As I first wrote about a bit over a month ago, at the beginning of the year I seemed to be on some sort of a U.S. government watchlist. I belong to the TSA Trusted Traveler program, and am typically eligible for Global Entry and TSA PreCheck. However, for the first six weeks of the year I was subjected to additional screening on every single flight I took.
As I explained at the time, there’s an appeals process. It’s not all that transparent (understandably), but at least there’s a process you can go through to try and clear your name. It’s called the DHS TRIP program, which stands for Traveler Redress Inquiry Program. This allows you to get a redress number, which you can add to your reservation so you’re not constantly subjected to additional screening.
As I wrote about yesterday, my online account status for my DHS TRIP case was finally updated, as follows:
However, I hadn’t yet received the referenced letter.

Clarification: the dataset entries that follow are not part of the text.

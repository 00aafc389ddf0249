//! HTML text helpers.
//!
//! Fragments keep their text and attribute values exactly as written
//! (entity-escaped). These helpers cross between that raw form and the
//! decoded strings used for labels, slugs and metadata:
//! - `escape()`, `escape_attr()` - encode for output
//! - `unescape()` - decode named and numeric entities
//! - `open_tag_attributes()` - attributes of an opening tag, in source order
//! - `is_void_element()` / `is_raw_text_element()` - serializer rules

use std::borrow::Cow;

// =============================================================================
// Escaping
// =============================================================================

#[inline]
fn escape_char(c: char) -> Option<&'static str> {
    match c {
        '<' => Some("&lt;"),
        '>' => Some("&gt;"),
        '&' => Some("&amp;"),
        '"' => Some("&quot;"),
        '\'' => Some("&#39;"),
        _ => None,
    }
}

/// Escape text content. Borrows when nothing needs escaping.
#[inline]
pub fn escape(s: &str) -> Cow<'_, str> {
    escape_with(s, &['<', '>', '&'])
}

/// Escape an attribute value for a double-quoted attribute.
#[inline]
pub fn escape_attr(s: &str) -> Cow<'_, str> {
    escape_with(s, &['<', '>', '&', '"', '\''])
}

fn escape_with<'a>(s: &'a str, chars: &[char]) -> Cow<'a, str> {
    if !s.contains(chars) {
        return Cow::Borrowed(s);
    }

    let mut result = String::with_capacity(s.len() + 8);
    for c in s.chars() {
        match escape_char(c) {
            Some(entity) if chars.contains(&c) => result.push_str(entity),
            _ => result.push(c),
        }
    }
    Cow::Owned(result)
}

/// Make a raw attribute value safe inside double quotes.
///
/// Raw values are already entity-encoded; only a bare `"` (from a
/// single-quoted source attribute) needs rewriting.
#[inline]
pub fn quote_raw_attr(raw: &str) -> Cow<'_, str> {
    if raw.contains('"') {
        Cow::Owned(raw.replace('"', "&quot;"))
    } else {
        Cow::Borrowed(raw)
    }
}

/// Decode HTML entities.
///
/// Handles the common named entities and numeric references. Unknown
/// entities are kept verbatim.
pub fn unescape(s: &str) -> Cow<'_, str> {
    if !s.contains('&') {
        return Cow::Borrowed(s);
    }

    let mut result = String::with_capacity(s.len());
    let mut rest = s;

    while let Some(amp) = rest.find('&') {
        result.push_str(&rest[..amp]);
        let after = &rest[amp + 1..];

        let Some(semi) = after.find(';').filter(|&i| i > 0 && i <= 10) else {
            result.push('&');
            rest = after;
            continue;
        };

        let entity = &after[..semi];
        match decode_entity(entity) {
            Some(c) => result.push(c),
            None => {
                result.push('&');
                result.push_str(entity);
                result.push(';');
            }
        }
        rest = &after[semi + 1..];
    }
    result.push_str(rest);

    Cow::Owned(result)
}

fn decode_entity(entity: &str) -> Option<char> {
    match entity {
        "lt" => Some('<'),
        "gt" => Some('>'),
        "amp" => Some('&'),
        "quot" => Some('"'),
        "apos" => Some('\''),
        "nbsp" => Some('\u{00A0}'),
        "mdash" => Some('\u{2014}'),
        "ndash" => Some('\u{2013}'),
        "hellip" => Some('\u{2026}'),
        "rsquo" => Some('\u{2019}'),
        "lsquo" => Some('\u{2018}'),
        "rdquo" => Some('\u{201D}'),
        "ldquo" => Some('\u{201C}'),
        s if s.starts_with("#x") || s.starts_with("#X") => {
            u32::from_str_radix(&s[2..], 16).ok().and_then(char::from_u32)
        }
        s if s.starts_with('#') => s[1..].parse().ok().and_then(char::from_u32),
        _ => None,
    }
}

// =============================================================================
// Attribute Parsing
// =============================================================================

/// Attributes of the opening tag at the start of `raw`, in source order.
///
/// `raw` is the tag's source text (`<name attr="v" ...>...`). Values are
/// returned as written, without quotes; valueless attributes get `""`.
/// Names keep their source case.
pub fn open_tag_attributes(raw: &str) -> Vec<(String, String)> {
    parse_attributes(open_tag_body(raw))
}

/// Slice between the tag name and the `>` closing the opening tag.
fn open_tag_body(raw: &str) -> &str {
    let Some(rest) = raw.strip_prefix('<') else {
        return "";
    };
    let name_end = rest
        .find(|c: char| c.is_whitespace() || c == '>' || c == '/')
        .unwrap_or(rest.len());
    let body = &rest[name_end..];

    let mut quote = None;
    for (i, c) in body.char_indices() {
        match (quote, c) {
            (None, '"' | '\'') => quote = Some(c),
            (Some(q), c) if q == c => quote = None,
            (None, '>') => return body[..i].trim_end().trim_end_matches('/'),
            _ => {}
        }
    }
    body
}

/// Parse an attribute string like `class="a" data-toc id=x`.
pub fn parse_attributes(s: &str) -> Vec<(String, String)> {
    let mut attrs = Vec::new();
    let mut chars = s.chars().peekable();

    while let Some(c) = chars.next() {
        if c.is_whitespace() || c == '/' {
            continue;
        }

        let mut name = String::new();
        name.push(c);
        while let Some(&next) = chars.peek() {
            if next == '=' || next.is_whitespace() {
                break;
            }
            name.push(next);
            chars.next();
        }

        while chars.peek().is_some_and(|c| c.is_whitespace()) {
            chars.next();
        }

        let mut value = String::new();
        if chars.peek() == Some(&'=') {
            chars.next();
            while chars.peek().is_some_and(|c| c.is_whitespace()) {
                chars.next();
            }
            match chars.peek().copied() {
                Some(quote @ ('"' | '\'')) => {
                    chars.next();
                    for c in chars.by_ref() {
                        if c == quote {
                            break;
                        }
                        value.push(c);
                    }
                }
                _ => {
                    while let Some(&c) = chars.peek() {
                        if c.is_whitespace() {
                            break;
                        }
                        value.push(c);
                        chars.next();
                    }
                }
            }
        }

        if !attrs
            .iter()
            .any(|(k, _): &(String, String)| k.eq_ignore_ascii_case(&name))
        {
            attrs.push((name, value));
        }
    }

    attrs
}

// =============================================================================
// Element Classification
// =============================================================================

/// Void elements never have children and are serialized without a close tag.
#[inline]
pub fn is_void_element(tag: &str) -> bool {
    matches!(
        tag,
        "area"
            | "base"
            | "br"
            | "col"
            | "embed"
            | "hr"
            | "img"
            | "input"
            | "link"
            | "meta"
            | "source"
            | "track"
            | "wbr"
    )
}

/// Script and style content is raw text; the enhancers never look inside.
#[inline]
pub fn is_raw_text_element(tag: &str) -> bool {
    matches!(tag, "script" | "style")
}

// =============================================================================
// Tests
// =============================================================================

#[cfg(test)]
mod tests {
    use super::*;

    #[test]
    fn test_escape_text_keeps_quotes() {
        assert_eq!(escape("say \"hi\" & <go>"), "say \"hi\" &amp; &lt;go&gt;");
        assert!(matches!(escape("plain"), Cow::Borrowed(_)));
    }

    #[test]
    fn test_escape_attr() {
        assert_eq!(escape_attr("a\"b&c"), "a&quot;b&amp;c");
        assert_eq!(escape_attr("it's"), "it&#39;s");
    }

    #[test]
    fn test_quote_raw_attr() {
        assert_eq!(quote_raw_attr("a &amp; b"), "a &amp; b");
        assert_eq!(quote_raw_attr("say \"x\""), "say &quot;x&quot;");
    }

    #[test]
    fn test_unescape() {
        assert_eq!(unescape("hello"), "hello");
        assert_eq!(unescape("&lt;script&gt;"), "<script>");
        assert_eq!(unescape("a &amp; b"), "a & b");
        assert_eq!(unescape("&#39;&#x27;&#65;"), "''A");
        assert_eq!(unescape("&nbsp;"), "\u{00A0}");
        assert_eq!(unescape("x &mdash; y"), "x \u{2014} y");
    }

    #[test]
    fn test_unescape_keeps_unknown_and_bare() {
        assert_eq!(unescape("&bogus; & done"), "&bogus; & done");
        assert_eq!(unescape("AT&T"), "AT&T");
    }

    #[test]
    fn test_open_tag_attributes_in_source_order() {
        let attrs = open_tag_attributes(
            r#"<article data-page-title="A > B" class='writing-post' data-toc ID=x><p>y</p></article>"#,
        );
        assert_eq!(
            attrs,
            [
                ("data-page-title".to_string(), "A > B".to_string()),
                ("class".to_string(), "writing-post".to_string()),
                ("data-toc".to_string(), String::new()),
                ("ID".to_string(), "x".to_string()),
            ]
        );
    }

    #[test]
    fn test_open_tag_attributes_bare_before_id() {
        assert_eq!(
            open_tag_attributes(r#"<div hidden id="main">x</div>"#),
            [
                ("hidden".to_string(), String::new()),
                ("id".to_string(), "main".to_string()),
            ]
        );
    }

    #[test]
    fn test_open_tag_attributes_duplicate_names() {
        assert_eq!(
            open_tag_attributes(r#"<p id="a" ID="b">"#),
            [("id".to_string(), "a".to_string())]
        );
    }

    #[test]
    fn test_open_tag_attributes_self_closing() {
        assert_eq!(
            open_tag_attributes(r#"<img src="a.png"/>"#),
            [("src".to_string(), "a.png".to_string())]
        );
        assert!(open_tag_attributes("<br>").is_empty());
    }

    #[test]
    fn test_element_classes() {
        assert!(is_void_element("input"));
        assert!(is_void_element("br"));
        assert!(!is_void_element("span"));
        assert!(is_raw_text_element("script"));
        assert!(!is_raw_text_element("pre"));
    }
}
//! Measurement-driven layout.
//!
//! Both resolvers are pure: the host measures the live document, the
//! resolver turns measurements into positions or label choices, and the
//! host writes them back.
//!
//! | Module     | Input                                | Output                 |
//! |------------|--------------------------------------|------------------------|
//! | `sidenote` | reference offsets, note heights      | rail note tops         |
//! | `label`    | container, menu and glyph widths     | subtitle variant, stack|
//! | `debounce` | resize events                        | one relayout per burst |

pub mod debounce;
pub mod label;
pub mod sidenote;

pub use debounce::Debouncer;
pub use label::{LabelLayout, LabelMetrics, resolve_label};
pub use sidenote::{
    RailProbe, ReferenceMetrics, SidenoteMeasurements, SidenotePlacement, resolve_sidenotes,
};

Well, I just received a letter in the mail from the DHS (or more accurately, my dad did, and took a picture of it for me). For anyone curious, here’s what it said:
Thank you for submitting your Traveler Inquiry Form and identity documentation to the Department of Homeland Security Traveler Redress Inquiry Program. DHS’ mission is to lead the unified national effort to secure the country, including U.S. border and transportation security. We take requests for redress seriously, and we understand the inconveniences that additional inspections may cause. DHS strives to process travelers in the most efficient and professional manner possible without compromising our mission to safeguard the United States, its people and its visitors.
When DHS receives a redress inquiry, we conduct a thorough review of the matter. We consult and share information with other agencies, when appropriate, to relieve you from the burden of seeking redress on an agency-by-agency basis, and to address the issue that you identified in your application. We have found that about 2% of the DHS TRIP complaints actually have some connection to the Terrorist Watchlist. Complaints most often arise either because the traveler’s name and personal information is similar to the name and personal information of another person in systems which contain information from federal, state, local and foreign sources or because the traveler has been delayed in travel for reasons unrelated to such data, such as by random screening.

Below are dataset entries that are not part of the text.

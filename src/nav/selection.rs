//! Selection lock.
//!
//! Only one logical region (a sidenote, a math block, a table or the main
//! text) may hold a text selection at a time. The state machine here is
//! generic over how a host identifies a region.

/// Kind of selection region, innermost first.
#[derive(Debug, Clone, Copy, PartialEq, Eq, Hash)]
pub enum RegionKind {
    Sidenote,
    Math,
    Table,
    Main,
}

impl RegionKind {
    /// Region kind of an element, if it delimits one.
    pub fn classify(tag: &str, classes: &str) -> Option<Self> {
        let has = |name: &str| classes.split_ascii_whitespace().any(|c| c == name);
        if has("sidenote") {
            Some(Self::Sidenote)
        } else if has("math-display") {
            Some(Self::Math)
        } else if tag.eq_ignore_ascii_case("table") {
            Some(Self::Table)
        } else if tag.eq_ignore_ascii_case("main") || has("page-content") {
            Some(Self::Main)
        } else {
            None
        }
    }

    /// Value of the body-level lock attribute.
    pub fn as_str(self) -> &'static str {
        match self {
            Self::Sidenote => "sidenote",
            Self::Math => "math",
            Self::Table => "table",
            Self::Main => "main",
        }
    }
}

/// Closest region along an ancestor chain (innermost first).
pub fn closest_region<I, T, S1, S2>(chain: I) -> Option<(T, RegionKind)>
where
    I: IntoIterator<Item = (T, S1, S2)>,
    S1: AsRef<str>,
    S2: AsRef<str>,
{
    chain.into_iter().find_map(|(node, tag, classes)| {
        RegionKind::classify(tag.as_ref(), classes.as_ref()).map(|kind| (node, kind))
    })
}

#[derive(Debug, Clone, PartialEq, Eq)]
pub enum LockChange<R> {
    Unchanged,
    Locked(R),
    Released,
}

#[derive(Debug, Clone)]
pub struct SelectionLock<R> {
    active: Option<R>,
    pointer_down: bool,
}

impl<R> Default for SelectionLock<R> {
    fn default() -> Self {
        Self {
            active: None,
            pointer_down: false,
        }
    }
}

impl<R: Clone + PartialEq> SelectionLock<R> {
    pub fn new() -> Self {
        Self::default()
    }

    pub fn active(&self) -> Option<&R> {
        self.active.as_ref()
    }

    pub fn is_pointer_down(&self) -> bool {
        self.pointer_down
    }

    pub fn pointer_down(&mut self, region: Option<R>) -> LockChange<R> {
        match region {
            Some(region) => {
                self.pointer_down = true;
                self.lock(region)
            }
            None => self.release(),
        }
    }

    /// `collapsed` is true for an empty or caret-only selection; `region`
    /// comes from the selection's anchor and focus.
    pub fn selection_change(&mut self, collapsed: bool, region: Option<R>) -> LockChange<R> {
        if collapsed && !self.pointer_down {
            return self.release();
        }
        match region {
            Some(region) => self.lock(region),
            None => LockChange::Unchanged,
        }
    }

    pub fn pointer_up(&mut self, collapsed: bool) -> LockChange<R> {
        self.pointer_down = false;
        if collapsed {
            self.release()
        } else {
            LockChange::Unchanged
        }
    }

    /// Drop the lock outright (new content was mounted).
    pub fn reset(&mut self) -> LockChange<R> {
        self.pointer_down = false;
        self.release()
    }

    fn lock(&mut self, region: R) -> LockChange<R> {
        if self.active.as_ref() == Some(&region) {
            return LockChange::Unchanged;
        }
        self.active = Some(region.clone());
        LockChange::Locked(region)
    }

    fn release(&mut self) -> LockChange<R> {
        match self.active.take() {
            Some(_) => LockChange::Released,
            None => LockChange::Unchanged,
        }
    }
}
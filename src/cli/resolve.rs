//! `quire resolve`: print what each path maps to.

use anyhow::Result;
use owo_colors::OwoColorize;
use serde::Serialize;

use quire::{CanonicalPath, RouteDescriptor, RouteTable, SiteConfig, normalize};

/// One resolved path, as printed by `--json`.
#[derive(Debug, Serialize)]
struct Resolution<'a> {
    input: &'a str,
    path: CanonicalPath,
    route: Option<RouteDescriptor>,
}

fn resolve_all<'a>(table: &RouteTable, paths: &'a [String]) -> Vec<Resolution<'a>> {
    paths
        .iter()
        .map(|input| {
            let path = normalize(input);
            let route = table.resolve(&path);
            Resolution { input, path, route }
        })
        .collect()
}

pub fn run_resolve(config: &SiteConfig, paths: &[String], json: bool) -> Result<()> {
    let table = RouteTable::from_config(&config.routes);
    let resolved = resolve_all(&table, paths);

    if json {
        println!("{}", serde_json::to_string_pretty(&resolved)?);
        return Ok(());
    }

    for r in &resolved {
        match &r.route {
            Some(route) => {
                let canonical = route.canonical_or(&r.path);
                print!("{} {} {}", r.path.cyan(), "→".dimmed(), route.fragment);
                if canonical != r.path {
                    print!(" {}", format!("(canonical {canonical})").dimmed());
                }
                if let Some(title) = &route.title {
                    print!(" {}", format!("\"{title}\"").dimmed());
                }
                println!();
            }
            None => println!("{} {} {}", r.path.cyan(), "→".dimmed(), "not found".red()),
        }
    }
    Ok(())
}
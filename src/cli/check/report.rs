//! Check report types and formatting.

use std::collections::BTreeMap;
use std::fmt;

use owo_colors::OwoColorize;

use quire::utils::plural_s;

use super::scan::{Finding, Severity};

/// One reported problem, without its severity.
#[derive(Debug, Clone)]
pub struct CheckIssue {
    pub target: String,
    pub reason: String,
}

/// Findings grouped by severity, then by source file.
#[derive(Debug, Default)]
pub struct CheckReport {
    pub errors: BTreeMap<String, Vec<CheckIssue>>,
    pub warnings: BTreeMap<String, Vec<CheckIssue>>,
}

impl CheckReport {
    pub fn add(&mut self, source: &str, finding: Finding) {
        let bucket = match finding.severity {
            Severity::Error => &mut self.errors,
            Severity::Warning => &mut self.warnings,
        };
        bucket.entry(source.to_string()).or_default().push(CheckIssue {
            target: finding.target,
            reason: finding.reason,
        });
    }

    pub fn error_count(&self) -> usize {
        self.errors.values().map(|v| v.len()).sum()
    }

    pub fn warning_count(&self) -> usize {
        self.warnings.values().map(|v| v.len()).sum()
    }

    /// Print the full report to stderr (errors -> warnings).
    pub fn print(&self) {
        print_section("errors", &self.errors, true);
        print_section("warnings", &self.warnings, false);
    }
}

fn print_section(name: &str, issues: &BTreeMap<String, Vec<CheckIssue>>, is_error: bool) {
    if issues.is_empty() {
        return;
    }
    eprintln!();

    let file_count = issues.len();
    let issue_count: usize = issues.values().map(|v| v.len()).sum();
    let heading = if is_error {
        name.red().bold().to_string()
    } else {
        name.yellow().bold().to_string()
    };
    eprintln!(
        "{} {}",
        heading,
        format!(
            "({file_count} file{}, {issue_count} issue{})",
            plural_s(file_count),
            plural_s(issue_count)
        )
        .dimmed()
    );

    for (path, list) in issues {
        eprintln!("{}{}{}", "[".dimmed(), path.cyan(), "]".dimmed());
        for issue in list {
            let arrow = if is_error {
                "→".red().to_string()
            } else {
                "→".yellow().to_string()
            };
            eprintln!("{} {} {}", arrow, issue.target, issue.reason.dimmed());
        }
    }
}

impl fmt::Display for CheckReport {
    fn fmt(&self, f: &mut fmt::Formatter<'_>) -> fmt::Result {
        let errors = self.error_count();
        let warnings = self.warning_count();

        if errors == 0 && warnings == 0 {
            return write!(f, "{}", "all checks passed".green());
        }
        write!(
            f,
            "{} {} {}",
            "found".dimmed(),
            errors.to_string().red().bold(),
            format!("error{}", plural_s(errors)).dimmed()
        )?;
        if warnings > 0 {
            write!(
                f,
                "{} {} {}",
                ",".dimmed(),
                warnings.to_string().yellow().bold(),
                format!("warning{}", plural_s(warnings)).dimmed()
            )?;
        }
        Ok(())
    }
}

#[cfg(test)]
mod tests {
    use super::*;

    fn finding(severity: Severity, target: &str) -> Finding {
        Finding {
            severity,
            target: target.into(),
            reason: "r".into(),
        }
    }

    #[test]
    fn test_counts_by_severity() {
        let mut report = CheckReport::default();
        report.add("a.html", finding(Severity::Error, "#x"));
        report.add("a.html", finding(Severity::Error, "#y"));
        report.add("b.html", finding(Severity::Warning, "h3"));

        assert_eq!(report.error_count(), 2);
        assert_eq!(report.warning_count(), 1);
        assert_eq!(report.errors.len(), 1);
        assert_eq!(report.errors["a.html"][1].target, "#y");
    }

    #[test]
    fn test_summary_line() {
        owo_colors::set_override(false);
        let mut report = CheckReport::default();
        assert_eq!(report.to_string(), "all checks passed");
        report.add("a.html", finding(Severity::Error, "#x"));
        assert_eq!(report.to_string(), "found 1 error");
        owo_colors::unset_override();
    }
}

DHS has researched and completed our review of your case. DHS TRIP can neither confirm nor deny any information about you which may be within federal watchlists or reveal any law enforcement sensitive information. However, we have made any corrections to records that our inquiries determined were necessary, including, as appropriate, notations that may assist in avoiding incidents of misidentification.
For your general information, here is how redress helps when traveling:
- When traveling by air to or within the United States, DHS recommends that you provide your redress control number when making your reservations. Providing this information will help prevent misidentification from occurring during security checks against government records and other information. In most online reservation systems, your redress number may be entered at the same time you enter your full name and date of birth.
- When entering the United States from abroad, no additional action is required. Where appropriate, as a result of the redress process, DHS employs a procedure to correct the information used to process travelers in the ports of entry that reduces the chances of misidentification occurring.
Despite these positive efforts, we cannot ensure your travels will be delay-free. The redress process does not affect other standard screening procedures in place at airports and borders. For example, an individual may be selected for additional screening in order to resolve a walk-through metal detector alarm, because of random selection, or other reasons. While the process may sometimes be stressful, we rely on the patience, cooperation and understanding of travelers in such cases. The aim of these security measures is to safeguard the people of the United States and visitors to this Nation.
This letter constitutes our final agency decision. Pursuant to 49 USC 46110, you have 60 days to seek review of this decision in an appropriate United States Court of Appeals.
Color me very impressed by this whole process. Less than a month after I submitted my application I got a response, and the issue seems to be resolved. That’s a much easier process than I was expecting.
Admittedly the letter is generic, but that’s what I was expecting. I didn’t think they’d tell me “you were on X list because you flew to X country,” but rather I think it’s perfectly fair for them to say “we’ve looked into it and may or may not have taken action.”
Clearly they did take action, because I’m no longer getting secondary screening.
My only remaining question is how important it is for me to actually put my redress number on reservations? I haven’t put it on reservations for the past couple of weeks but haven’t had issues. It’s my understanding that the redress number is most useful if you have the same name as someone on a terrorist watchlist, which I doubt I have. So I’m not sure if I’d actually benefit from adding it, or…?
Thanks so much to everyone for their advice throughout this process, and I’m thrilled it’s resolved. Spending an extra 20 minutes being screened before every single flight was a huge pain. Given how much I fly, the additional screening would translate into over a day of my life each year.